Required work:
Read the listing below and copy out each line where the word "ProbabilisticPolicy" occurs.

######

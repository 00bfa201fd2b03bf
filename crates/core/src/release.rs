//! Autonomous release: reasons and the probabilistic release policy.

use chrono::{DateTime, Duration, Utc};
use serde::{Deserialize, Serialize};

use crate::state::ReservationState;

/// Why the agent released a reservation on its own.
///
/// Sent to the authority with the auto-release notification so it can tell
/// timeout-driven releases apart from user-driven ones.
#[derive(Debug, Clone, Copy, PartialEq, Eq, Serialize, Deserialize)]
#[serde(rename_all = "snake_case")]
pub enum ReleaseReason {
    TimeoutExpired,
    ProbabilisticRelease,
}

impl ReleaseReason {
    pub fn as_str(self) -> &'static str {
        match self {
            Self::TimeoutExpired => "timeout_expired",
            Self::ProbabilisticRelease => "probabilistic_release",
        }
    }
}

/// Simulated "the user walked away" release.
///
/// Advisory only: the draw is not seeded and offers no statistical
/// guarantee, so deployments that need deterministic release rely on the
/// deadline timer instead.
#[derive(Debug, Clone, Copy, PartialEq)]
pub struct ProbabilisticPolicy {
    /// Chance, in `[0, 1]`, that an eligible check releases.
    pub probability: f64,
    /// How long a reservation must be held before a check is eligible.
    pub min_hold: Duration,
}

impl ProbabilisticPolicy {
    /// Whether the reservation has been held long enough to be considered.
    pub fn is_eligible(&self, state: &ReservationState, now: DateTime<Utc>) -> bool {
        state
            .held_for(now)
            .is_some_and(|held| held >= self.min_hold)
    }

    /// Decide a check given a uniform draw in `[0, 1)`.
    pub fn should_release(&self, state: &ReservationState, now: DateTime<Utc>, draw: f64) -> bool {
        self.is_eligible(state, now) && draw <= self.probability
    }
}

#[cfg(test)]
mod tests {
    use super::*;
    use crate::state::{ReserveDetails, Transition, TransitionContext};
    use crate::status::ReservationStatus;

    fn reserved_since(start: DateTime<Utc>) -> ReservationState {
        let mut state = ReservationState::new();
        state.apply(
            &Transition::FoldRemote {
                status: ReservationStatus::Reserved,
                details: Some(ReserveDetails {
                    start_time: start,
                    predicted_end_time: start + Duration::hours(2),
                    reserved_by: None,
                }),
            },
            &TransitionContext {
                now: Utc::now(),
                hold: Duration::minutes(30),
            },
        );
        state
    }

    fn policy(probability: f64) -> ProbabilisticPolicy {
        ProbabilisticPolicy {
            probability,
            min_hold: Duration::minutes(5),
        }
    }

    #[test]
    fn certain_probability_releases_after_min_hold() {
        let now = Utc::now();
        let state = reserved_since(now - Duration::minutes(10));
        assert!(policy(1.0).should_release(&state, now, 0.999));
    }

    #[test]
    fn never_releases_before_min_hold() {
        let now = Utc::now();
        let state = reserved_since(now - Duration::minutes(2));
        assert!(!policy(1.0).should_release(&state, now, 0.0));
    }

    #[test]
    fn never_releases_when_not_reserved() {
        let now = Utc::now();
        let free = ReservationState::new();
        assert!(!policy(1.0).should_release(&free, now, 0.0));
    }

    #[test]
    fn draw_above_probability_keeps_reservation() {
        let now = Utc::now();
        let state = reserved_since(now - Duration::minutes(10));
        assert!(!policy(0.05).should_release(&state, now, 0.5));
        assert!(policy(0.05).should_release(&state, now, 0.05));
    }

    #[test]
    fn reasons_use_snake_case_tags() {
        assert_eq!(
            serde_json::to_string(&ReleaseReason::TimeoutExpired).unwrap(),
            "\"timeout_expired\""
        );
        assert_eq!(
            ReleaseReason::ProbabilisticRelease.as_str(),
            "probabilistic_release"
        );
    }
}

######

Written solution:
pub struct ProbabilisticPolicy {
impl ProbabilisticPolicy {
    fn policy(probability: f64) -> ProbabilisticPolicy {
        ProbabilisticPolicy {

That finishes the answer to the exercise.